Perturbation of spermine synthase gene expression and transcript profiling provide new insights on the role of spermine in Arabidopsis thaliana defence against Pseudomonas viridiflava.

M. ELISA GONZALEZ; FRANCISCO MARCO; EUGENIO GOMEZ MINGUET; PEDRO CARRASCO SORLI; MIGUEL ANGEL BLAZQUEZ; JUAN CARBONELL; OSCAR ADOLFO RUIZ; FERNANDO LUIS PIECKENSTAIN

PLANT PHYSIOLOGY.

AMER SOC PLANT BIOLOGISTS

Lugar: Rockville; Año: 2011 vol. 156 p. 2266 - 2277

0032-0889

The role of the tetraamine spermine in plant defense against pathogens was investigated by using the Arabidopsis thaliana-Pseudomonas viridiflava pathosystem. The effects of perturbations of plant spermine levels on susceptibility to bacterial infection were evaluated in transgenic plants (35S::SPMS) that over-expressed the spermine synthase (SPMS) gene and accumulated spermine, as well as in spms mutants with low spermine levels. The former exhibited higher resistance to P. viridiflava than wild type (WT) plants, while the latter were more susceptible. Exogenous supply of spermine to WT plants also increased disease resistance.

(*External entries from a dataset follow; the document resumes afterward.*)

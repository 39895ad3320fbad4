//! TxHash Scanner
//!
//! Fully static: hex validation, a deterministic chain-detection heuristic
//! and explorer links. A 0x-prefixed 32-byte hash is shared by every EVM
//! network, so the scanner reports a best guess with reduced confidence
//! instead of failing on the ambiguity. No external calls.

use super::Scanner;
use crate::core::score::SourceTally;
use crate::models::{
    CheckItem, Confidence, Finding, InputType, ReportMetadata, SafetyReport, TxMetadata,
};
use crate::utils::constants::{
    explorer_tx_url, get_chain_name, CHAIN_ID_ETHEREUM, SUPPORTED_CHAIN_IDS,
};

impl Scanner {
    pub(crate) fn scan_txhash(&self, raw: &str) -> SafetyReport {
        let trimmed = raw.trim();

        // Classifier guarantees 0x + 64 hex here; the format is common to
        // all EVM networks, so Ethereum is the best guess and the full
        // candidate set is reported alongside.
        let candidates: Vec<String> = SUPPORTED_CHAIN_IDS
            .iter()
            .map(|&id| get_chain_name(id).to_string())
            .collect();

        let findings = vec![
            Finding::info("EVM-family transaction hash detected").with_override(0),
            Finding::info(
                "A transaction hash identifies a past transaction; it cannot itself steal funds",
            )
            .with_override(0),
            Finding::info(
                "If someone sent you this hash as payment proof, verify amount, recipient and token on the explorer rather than trusting a screenshot",
            ),
            Finding::info(
                "If a site asks you to sign an approval referencing this transaction, check the spender address and approval scope before signing",
            )
            .with_override(0),
        ];

        let checks = vec![
            CheckItem::passed("Hash format"),
            CheckItem {
                label: "Chain detection".to_string(),
                passed: true,
                detail: Some(format!(
                    "format shared by {} networks; best guess {}",
                    candidates.len(),
                    get_chain_name(CHAIN_ID_ETHEREUM)
                )),
            },
        ];

        let meta = TxMetadata {
            tx_hash: Some(trimmed.to_string()),
            likely_chain: Some(get_chain_name(CHAIN_ID_ETHEREUM).to_string()),
            candidate_chains: Some(candidates),
            explorer_urls: Some(
                SUPPORTED_CHAIN_IDS
                    .iter()
                    .map(|&id| explorer_tx_url(id, trimmed))
                    .collect(),
            ),
        };

        let mut report = self.finish(
            InputType::TxHash,
            raw,
            findings,
            SourceTally::new(),
            Some(ReportMetadata::Tx(meta)),
            Some(checks),
            Some("Open the transaction on the explorer of the network it belongs to.".to_string()),
        );

        // The hash format alone cannot pin the network.
        report.confidence = Confidence::Medium;
        report.confidence_reason =
            "Chain inferred from hash format alone; the same format is shared by all EVM networks"
                .to_string();
        report
    }
}

#[cfg(test)]
mod tests {
    use super::super::testutil::MockSet;
    use crate::models::{Confidence, InputType, ReportMetadata, RiskLevel};

    const TX: &str = "0x88df016429689c079f3b2f6ad39fa052532c56795b733da78a91ebe6a713944b";

    #[tokio::test]
    async fn test_txhash_static_report() {
        let mocks = MockSet::default();
        let scanner = mocks.scanner();
        let report = scanner.scan(TX, None).await;

        assert_eq!(report.input_type, InputType::TxHash);
        assert_eq!(report.risk_level, RiskLevel::Safe);
        assert_eq!(report.confidence, Confidence::Medium);
        match report.metadata {
            Some(ReportMetadata::Tx(meta)) => {
                assert_eq!(meta.tx_hash.as_deref(), Some(TX));
                assert_eq!(meta.likely_chain.as_deref(), Some("Ethereum"));
                let urls = meta.explorer_urls.unwrap();
                assert_eq!(urls.len(), 7);
                assert!(urls[0].contains("etherscan.io/tx/0x"));
            }
            other => panic!("expected tx metadata, got {:?}", other),
        }
    }

    #[tokio::test]
    async fn test_txhash_makes_no_network_calls() {
        // All mock sources are "down"; a static scan must not care.
        let mocks = MockSet::default();
        let scanner = mocks.scanner();
        let report = scanner.scan(TX, None).await;
        assert!(!report.confidence_reason.contains("unavailable"));
    }
}
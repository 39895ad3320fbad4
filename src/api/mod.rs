//! SentinelScan Cloud API Module
//! REST surface around the scan pipeline

pub mod handlers;
pub mod middleware;
pub mod routes;
pub mod types;

pub use handlers::AppState;
pub use routes::create_router;
pub use types::*;
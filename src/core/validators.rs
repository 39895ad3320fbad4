//! Address Validators
//!
//! Pure checksum/format validators for EVM (EIP-55 mixed-case) and Bitcoin
//! (base58Check, bech32) addresses. A checksum failure is a verdict, not an
//! error: scanners record it as a finding and keep going.

use alloy_primitives::Address;
use std::str::FromStr;

/// EIP-55 verdict for an EVM address string.
#[derive(Debug, Clone, Copy, PartialEq, Eq)]
pub enum EvmChecksum {
    /// Mixed-case and the case pattern matches EIP-55
    Valid,
    /// Single-case hex: structurally fine, carries no checksum to verify
    ValidNoChecksum,
    /// Mixed-case but the case pattern does not match EIP-55
    BadChecksum,
    /// Not a 0x-prefixed 20-byte hex string
    Malformed,
}

impl EvmChecksum {
    pub fn as_str(&self) -> &'static str {
        match self {
            Self::Valid => "valid",
            Self::ValidNoChecksum => "valid-no-checksum",
            Self::BadChecksum => "bad-checksum",
            Self::Malformed => "malformed",
        }
    }
}

/// Validate an EVM address string against EIP-55.
pub fn validate_evm_address(s: &str) -> EvmChecksum {
    let Some(hex_part) = s.strip_prefix("0x") else {
        return EvmChecksum::Malformed;
    };
    if hex_part.len() != 40 || !hex_part.chars().all(|c| c.is_ascii_hexdigit()) {
        return EvmChecksum::Malformed;
    }
    let Ok(address) = Address::from_str(s) else {
        return EvmChecksum::Malformed;
    };

    let has_lower = hex_part.chars().any(|c| c.is_ascii_lowercase());
    let has_upper = hex_part.chars().any(|c| c.is_ascii_uppercase());
    if !(has_lower && has_upper) {
        return EvmChecksum::ValidNoChecksum;
    }

    if address.to_checksum(None) == s {
        EvmChecksum::Valid
    } else {
        EvmChecksum::BadChecksum
    }
}

/// Bitcoin address family.
#[derive(Debug, Clone, Copy, PartialEq, Eq)]
pub enum BtcAddressKind {
    /// Pay-to-pubkey-hash (version byte 0x00, "1…")
    P2pkh,
    /// Pay-to-script-hash (version byte 0x05, "3…")
    P2sh,
    /// Native segwit ("bc1…")
    Bech32,
}

/// Checksum verdict for a Bitcoin address string.
#[derive(Debug, Clone, Copy, PartialEq, Eq)]
pub enum BtcChecksum {
    Valid(BtcAddressKind),
    BadChecksum,
    Malformed,
}

impl BtcChecksum {
    pub fn as_str(&self) -> &'static str {
        match self {
            Self::Valid(_) => "valid",
            Self::BadChecksum => "bad-checksum",
            Self::Malformed => "malformed",
        }
    }
}

/// Validate a Bitcoin address: base58Check for legacy, bech32 for segwit.
pub fn validate_btc_address(s: &str) -> BtcChecksum {
    if s.to_lowercase().starts_with("bc1") {
        return match bech32::decode(s) {
            Ok((hrp, data, _variant)) => {
                if hrp == "bc" && !data.is_empty() {
                    BtcChecksum::Valid(BtcAddressKind::Bech32)
                } else {
                    BtcChecksum::Malformed
                }
            }
            Err(bech32::Error::InvalidChecksum) => BtcChecksum::BadChecksum,
            Err(_) => BtcChecksum::Malformed,
        };
    }

    match bs58::decode(s).with_check(None).into_vec() {
        Ok(payload) if payload.len() == 21 => match payload[0] {
            0x00 => BtcChecksum::Valid(BtcAddressKind::P2pkh),
            0x05 => BtcChecksum::Valid(BtcAddressKind::P2sh),
            _ => BtcChecksum::Malformed,
        },
        Ok(_) => BtcChecksum::Malformed,
        Err(bs58::decode::Error::InvalidChecksum { .. }) => BtcChecksum::BadChecksum,
        Err(_) => BtcChecksum::Malformed,
    }
}

#[cfg(test)]
mod tests {
    use super::*;

    #[test]
    fn test_evm_checksummed() {
        // USDT contract, canonical EIP-55 casing
        assert_eq!(
            validate_evm_address("0xdAC17F958D2ee523a2206206994597C13D831ec7"),
            EvmChecksum::Valid
        );
    }

    #[test]
    fn test_evm_lowercase_has_no_checksum() {
        assert_eq!(
            validate_evm_address("0xdac17f958d2ee523a2206206994597c13d831ec7"),
            EvmChecksum::ValidNoChecksum
        );
    }

    #[test]
    fn test_evm_bad_checksum() {
        // Same address with one case bit flipped
        assert_eq!(
            validate_evm_address("0xDAC17F958D2ee523a2206206994597C13D831ec7"),
            EvmChecksum::BadChecksum
        );
    }

    #[test]
    fn test_evm_malformed() {
        assert_eq!(validate_evm_address("0x1234"), EvmChecksum::Malformed);
        assert_eq!(
            validate_evm_address("dAC17F958D2ee523a2206206994597C13D831ec7"),
            EvmChecksum::Malformed
        );
    }

    #[test]
    fn test_btc_p2pkh_genesis() {
        assert_eq!(
            validate_btc_address("1A1zP1eP5QGefi2DMPTfTL5SLmv7DivfNa"),
            BtcChecksum::Valid(BtcAddressKind::P2pkh)
        );
    }

    #[test]
    fn test_btc_p2sh() {
        assert_eq!(
            validate_btc_address("3J98t1WpEZ73CNmQviecrnyiWrnqRhWNLy"),
            BtcChecksum::Valid(BtcAddressKind::P2sh)
        );
    }

    #[test]
    fn test_btc_bech32() {
        assert_eq!(
            validate_btc_address("bc1qw508d6qejxtdg4y5r3zarvary0c5xw7kv8f3t4"),
            BtcChecksum::Valid(BtcAddressKind::Bech32)
        );
    }

    #[test]
    fn test_btc_bad_checksum() {
        // Last base58 character swapped
        assert_eq!(
            validate_btc_address("1A1zP1eP5QGefi2DMPTfTL5SLmv7DivfNb"),
            BtcChecksum::BadChecksum
        );
    }

    #[test]
    fn test_btc_malformed() {
        assert_eq!(validate_btc_address("hello"), BtcChecksum::Malformed);
        assert_eq!(validate_btc_address("bc1"), BtcChecksum::Malformed);
    }
}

Increased resistance provided by spermine was partly counteracted by the polyamineoxidase inhibitor SL-11061, demonstrating that the protective effect of spermine partly depends on its oxidation. In addition, global changes in gene expression resulting from perturbations of spermine levels were analysed by transcript profiling 35S::SPMS-9 and spms-2 plants. Overexpression of 602 genes was detected in 35S::SPMS-9 plants, while 211 genes were down regulated, as compared to the WT. In the spms-2 line, 211 and 158 genes were up and down-regulated, respectively. Analysis of gene ontology-term enrichment demonstrated that many genes over-expressed only in 35S::SPMS-9 participate in pathogen perception and defense responses. Notably, several families of disease resistance genes, transcription factors, kinases, nucleotide and DNA/RNA binding proteins were over-expressed in this line. Thus, a number of spermine-responsive genes potentially involved in resistance to P. viridiflava were identified. As a whole, results obtained support the idea that spermine plays a role in plant defense against pathogen attack.